SACCO: Time for the others to join the fun
Jim Sacco
Published: January 8, 2009
Even if fans of Southern Valley DoesStink basketball woke up Monday morning with their heads sewn to the carpet, they would have been more surprised to hear the good news out of Waynesboro’s Athletic Office.
Finally, two of the schools in this supposed “big-boy, no-we’re-not-Podunk” Group AA district got it right after two years of waiting — tonight and again on Jan. 16, Stuarts Draft and Waynesboro will be playing varsity doubleheaders.
Wow. Hide the children. Finally, someone got progressive. Someone led the way after those little country guys and gals in the Shenandoah paved the road. Good on Waynesboro Athletic Director Mel Morris and good on his counterpart at Draft, Steve Hartley.
We’ve been waiting, sitting in the stands listening to fans grumble about why they had to choose between watching the boys play or the girls. Don’t get us started on parents who had two kids playing — one on the girls team and the other on the boys squad. (And let us put “fans grumble” into terms some of the mouth-breathers at Fort Defiance football games would understand – these fans were “grumbling” about these wonks’ inability to schedule, not because their little Snowflake wasn’t getting enough playing time. OK? Get it? Good, let’s move on.)

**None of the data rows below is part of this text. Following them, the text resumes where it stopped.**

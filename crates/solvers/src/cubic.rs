//! Cubic equations `a·x³ + b·x² + c·x + d = 0` by Cardano's method.
//!
//! With `q = (3ac − b²)/(9a²)` and `r = (−2b³ + 9abc − 27a²d)/(54a³)`, the
//! sign of `q³ + r²` decides the shape of the solution set:
//!
//! - negative: three distinct real roots, found with the [`trigonometric`] form
//! - otherwise: one real root and a conjugate pair, from the radicals
//!   `s = ∛(r + √(q³ + r²))` and `t = ∛(r − √(q³ + r²))`
//!
//! A zero constant term factors out a root at `x = 0` instead.

mod trigonometric;

use num_complex::Complex64;
use polyroot_core::Polynomial;

use crate::quadratic;

/// Which formula produced the roots of a cubic.
#[derive(Debug, Clone, Copy, PartialEq)]
pub enum Branch {
    /// `d = 0`: one root at zero, the others from `a·x² + b·x + c`.
    FactoredZeroRoot,
    /// `q³ + r² < 0`: three real roots from the trigonometric form.
    Trigonometric { q: f64, r: f64 },
    /// `q³ + r² ≥ 0`: Cardano's radicals.
    Cardano { q: f64, r: f64 },
}

/// The three roots of a cubic and the branch that found them.
///
/// Roots are not yet coerced; real roots may appear with a zero imaginary part.
#[derive(Debug, Clone, Copy, PartialEq)]
pub struct Cubic {
    pub branch: Branch,
    pub roots: [Complex64; 3],
}

/// Solves a cubic polynomial.
///
/// The caller must ensure `polynomial.a` is non-zero.
#[must_use]
pub fn solve(polynomial: &Polynomial) -> Cubic {
    let Polynomial { a, b, c, d } = *polynomial;

    if d == 0.0 {
        let [x1, x2] = quadratic::solve(a, b, c).to_complex();
        return Cubic {
            branch: Branch::FactoredZeroRoot,
            roots: [Complex64::new(0.0, 0.0), x1, x2],
        };
    }

    let q = (3.0 * a * c - b * b) / (9.0 * a * a);
    let r = (-2.0 * b.powi(3) + 9.0 * a * b * c - 27.0 * a * a * d) / (54.0 * a.powi(3));
    let discriminant = q.powi(3) + r * r;

    if discriminant < 0.0 {
        return Cubic {
            branch: Branch::Trigonometric { q, r },
            roots: trigonometric::roots(polynomial).map(|x| Complex64::new(x, 0.0)),
        };
    }

    let shift = b / (3.0 * a);
    let sqrt_disc = discriminant.sqrt();
    let s = (r + sqrt_disc).cbrt();
    let t = (r - sqrt_disc).cbrt();

    let re = -(s + t) / 2.0 - shift;
    let im = (s - t) * 3.0_f64.sqrt() / 2.0;

    Cubic {
        branch: Branch::Cardano { q, r },
        roots: [
            Complex64::new(s + t - shift, 0.0),
            Complex64::new(re, im),
            Complex64::new(re, -im),
        ],
    }
}
use thiserror::Error;

/// Configuration for the polynomial solver.
#[derive(Debug, Clone, Copy, PartialEq)]
pub struct Config {
    imag_tol: f64,
}

/// Errors that can occur when validating a polynomial solver config.
#[derive(Debug, Error, Clone, Copy, PartialEq, Eq)]
pub enum ConfigError {
    #[error("imag_tol must be finite and non-negative")]
    ImagTol,
}

impl Default for Config {
    /// Only roots with an imaginary part of exactly zero count as real.
    fn default() -> Self {
        Self { imag_tol: 0.0 }
    }
}

impl Config {
    /// Creates a new config with a validated coercion tolerance.
    ///
    /// # Errors
    ///
    /// Returns an error if `imag_tol` is negative or non-finite.
    pub fn new(imag_tol: f64) -> Result<Self, ConfigError> {
        if !imag_tol.is_finite() || imag_tol < 0.0 {
            return Err(ConfigError::ImagTol);
        }
        Ok(Self { imag_tol })
    }

    /// Returns the largest imaginary magnitude coerced to a real root.
    #[must_use]
    pub fn imag_tol(&self) -> f64 {
        self.imag_tol
    }
}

From the get-go, the district’s hard-line tactic of same night, different site was one that could have been done better. Yet, for two years, they refused to budge.
Heck, even those little down home country schools in the Shenandoah could get it right. But, alas, bigger gyms, bigger student population and bigger classification never means bigger brains. So the Shenandoah District had all the fun while the Southern Valley watched and did, wait for it, wait for it, nothing.
Then came Monday’s e-mail from Waynesboro announcing the scheduling change. And, with it, hopefully a trend will be set. Morris and Hartley deserve all the credit in the world on this one. Shake their hands next time you see them. Say good job.
Then tell them to take a trip to the other three district schools so they can wake up their ADs to the way high school sports should be. Yes, throw Rockbridge in the mix because in a five-team district they’re all rivals and it’s not like a doubleheader trip to Rockbridge requires four potty-break stops and two Red Bull runs.
Yes, questions do remain.
What’s it going to take for all the Southern Valley schools to jump on this bus that Hartley and Morris have so graciously warmed up for the fans?
Why weren’t Tuesday night’s R.E. Lee and Waynesboro games done in this fashion? One of the more storied basketball rivalries in the Valley should have been the one to usher in this new era of “smarts” in the Southern Valley. By the lack of crowd in the Staunton gym for the boys game Tuesday, it appears the fans need some sort of kick in the rear to get back out and support the players. (Can’t blame the fans, though, especially if your last name at Lee is Mickens or Scott since, well, your have a son and daughter playing.)
What better way than to give them what they want?
Hartley and Morris did it the right way as well. When legendary R.E. Lee boys coach Paul Hatcher said last season he wouldn’t mind big-game doubleheaders (you know, like how last season’s meeting No. 2 between both R.E. Lee and Waynesboro boys and girls teams were for district titles), the alpha and omega of Valley basketball did have one concern. Hatcher didn’t want to miss watching his JV players.
Slyly, Hartley and Morris scheduled the JV games as doubleheaders as well, but on the night before the varsity contests.
Now there’s no more excuses. No more administrative handwringing. No reason for the DoesStink to say “no” anymore.
The Shenandoah did it right from the start. Now Hartley and Morris have set the Southern Valley’s table. We’re only missing three things.
Paging Fort Defiance, R.E. Lee and Rockbridge.